Keewaydin Island is a barrier island in Florida that has no cars, roads, or bridges. It had a history of being the next developable barrier island, after Marco Island to the south was developed in the 1950s, 1960s, and onward. During the late 1950s and early 60s when the government was planning a road and bridge out to the island, 1,000 local residents signed a petition to stop the road and any future commercial development. They wanted to avoid the pattern on barrier islands at the time, such as Fort Myers Beach, where local residents were 85% against dense development, but zoning laws and large property owners held sway. In fact, high density high rise structures line the shores on most barrier islands in Florida, except notable places like Keewaydin, where the environmentalist movement finally got enough momentum to stop the bridge to the island.
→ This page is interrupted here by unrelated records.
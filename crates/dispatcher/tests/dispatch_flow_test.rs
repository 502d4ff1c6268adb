use std::sync::Arc;

use chrono::{Duration, Utc};
use scheduler_core::{
    config::{MessageQueueConfig, StoreConfig},
    models::{DispatchMessage, ScheduleDefinition, TrackingStatus},
    traits::{ScheduleRegistry, ScheduleRepository, TrackingRepository},
};
use scheduler_dispatcher::{RecurringJobStore, TaskFireHandler};
use scheduler_infrastructure::{
    InMemoryPublisher, MetricsCollector, SqliteScheduleRepository, SqliteTrackingRepository,
};
use sqlx::sqlite::SqlitePoolOptions;

#[tokio::test]
async fn test_due_schedule_is_tracked_and_dispatched() {
    let pool = SqlitePoolOptions::new()
        .max_connections(1)
        .connect("sqlite::memory:")
        .await
        .unwrap();
    SqliteScheduleRepository::run_migrations(&pool).await.unwrap();
    SqliteTrackingRepository::run_migrations(&pool).await.unwrap();

    let schedules = Arc::new(SqliteScheduleRepository::new(pool.clone()));
    let tracking = Arc::new(SqliteTrackingRepository::new(pool.clone()));
    let publisher = Arc::new(InMemoryPublisher::new());
    let metrics = Arc::new(MetricsCollector::new());

    let queue_config = MessageQueueConfig {
        task_process_queue_count: 1,
        ..Default::default()
    };
    let fire_handler = Arc::new(TaskFireHandler::new(
        tracking.clone(),
        publisher.clone(),
        queue_config,
        metrics.clone(),
    ));
    let store = RecurringJobStore::new(
        schedules.clone(),
        fire_handler,
        StoreConfig::default(),
        metrics,
    );
    store.start().await.unwrap();

    store
        .register_schedule(ScheduleDefinition::new(
            "e1",
            "t1",
            "nightly",
            "0 0 * * *",
            Some("Europe/Istanbul"),
        ))
        .await
        .unwrap();
    schedules
        .update_next_run("e1.t1", Utc::now() - Duration::seconds(1))
        .await
        .unwrap();

    assert_eq!(store.process_due_jobs().await.unwrap(), 1);

    let messages = publisher.messages("process-task-e1-1").await;
    assert_eq!(messages.len(), 1);
    let message = DispatchMessage::deserialize_bytes(&messages[0]).unwrap();
    assert_eq!(message.env_id, "e1");
    assert_eq!(message.task_id, "t1");
    assert_eq!(message.task_name, "nightly");

    let entries = tracking.list_by_env("e1").await.unwrap();
    assert_eq!(entries.len(), 1);
    assert_eq!(entries[0].tracking_id, message.tracking_id);
    assert_eq!(entries[0].status, TrackingStatus::Pending);

    let record = schedules.get_by_name("e1.t1").await.unwrap().unwrap();
    assert_eq!(record.timezone.as_deref(), Some("Europe/Istanbul"));
    assert!(record.next_run_at > Utc::now());
}
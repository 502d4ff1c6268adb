use serde::{Deserialize, Serialize};

/// 定时任务存储（调度器）配置
#[derive(Debug, Clone, Serialize, Deserialize)]
#[serde(default)]
pub struct StoreConfig {
    /// 轮询到期任务的间隔
    pub process_every_seconds: u64,
    /// 同一进程内同时执行的触发回调上限
    pub max_concurrency: usize,
    /// 兼容旧配置，只做校验（必须大于0）。每个调度名只有一条记录且执行期间持锁，
    /// 同名调度天然串行，该值不影响调度
    pub default_concurrency: usize,
    /// 每次轮询最多锁定的任务数，0表示不限制
    pub lock_limit: usize,
    /// 兼容旧配置，不影响调度：同名调度最多只有一把锁
    pub default_lock_limit: usize,
    /// 锁超过该时长视为遗留锁，可以被重新抢占
    pub default_lock_lifetime_seconds: u64,
    /// 启动恢复时每页加载的记录数
    pub load_batch_size: i64,
}

impl Default for StoreConfig {
    fn default() -> Self {
        Self {
            process_every_seconds: 5,
            max_concurrency: 20,
            default_concurrency: 5,
            lock_limit: 0,
            default_lock_limit: 0,
            default_lock_lifetime_seconds: 600,
            load_batch_size: 100,
        }
    }
}

impl StoreConfig {
    pub fn validate(&self) -> anyhow::Result<()> {
        if self.process_every_seconds == 0 {
            return Err(anyhow::anyhow!("轮询间隔必须大于0"));
        }

        if self.max_concurrency == 0 {
            return Err(anyhow::anyhow!("最大并发数必须大于0"));
        }

        if self.default_concurrency == 0 {
            return Err(anyhow::anyhow!("默认并发数必须大于0"));
        }

        if self.default_lock_lifetime_seconds == 0 {
            return Err(anyhow::anyhow!("锁有效期必须大于0"));
        }

        if self.load_batch_size <= 0 {
            return Err(anyhow::anyhow!("加载批次大小必须大于0"));
        }

        Ok(())
    }

    /// 单次轮询允许锁定的任务数
    pub fn effective_lock_limit(&self) -> usize {
        match self.lock_limit {
            0 => self.max_concurrency,
            limit => limit.min(self.max_concurrency),
        }
    }
}

/// 状态回调配置
#[derive(Debug, Clone, Serialize, Deserialize)]
#[serde(default)]
pub struct CallbackConfig {
    /// 作为 Authorization 头发送给平台的主令牌
    pub master_token: String,
    pub timeout_seconds: u64,
}

impl Default for CallbackConfig {
    fn default() -> Self {
        Self {
            master_token: String::new(),
            timeout_seconds: 10,
        }
    }
}

impl CallbackConfig {
    pub fn validate(&self) -> anyhow::Result<()> {
        if self.timeout_seconds == 0 {
            return Err(anyhow::anyhow!("回调超时时间必须大于0"));
        }

        Ok(())
    }
}
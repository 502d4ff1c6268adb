use async_trait::async_trait;

use crate::{
    models::{ScheduleDefinition, ScheduleRecord},
    Result,
};

/// 生命周期管理器对定时任务存储的依赖
///
/// 存储尚未启动时所有操作直接返回 `Ok`。
#[async_trait]
pub trait ScheduleRegistry: Send + Sync {
    /// 先取消同名调度再创建，首次执行发生在下一个自然周期
    async fn register_schedule(&self, definition: ScheduleDefinition) -> Result<()>;

    /// 精确名称取消，不存在时无操作
    async fn cancel_schedule(&self, name: &str) -> Result<()>;

    /// 取消某个环境下的全部调度，返回取消的数量
    async fn cancel_schedules_by_prefix(&self, env_id: &str) -> Result<u64>;
}

/// 调度到期时的回调
#[async_trait]
pub trait JobHandler: Send + Sync {
    async fn handle(&self, record: &ScheduleRecord) -> Result<()>;
}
As a result, Keewaydin remains primitive, with the only infrastructure being dirt pathways connecting the private docks on the eastern side to the houses on the western beach side. Locals and visitors can relish the experience of a visit to a pristine barrier island and its ecosystem.

Most commonly known for the south tip of the island, where local boaters congregate at the end of the 8 mile long isthmus, where they can park their boat on the shore and enjoy people watching and the beach and scenery.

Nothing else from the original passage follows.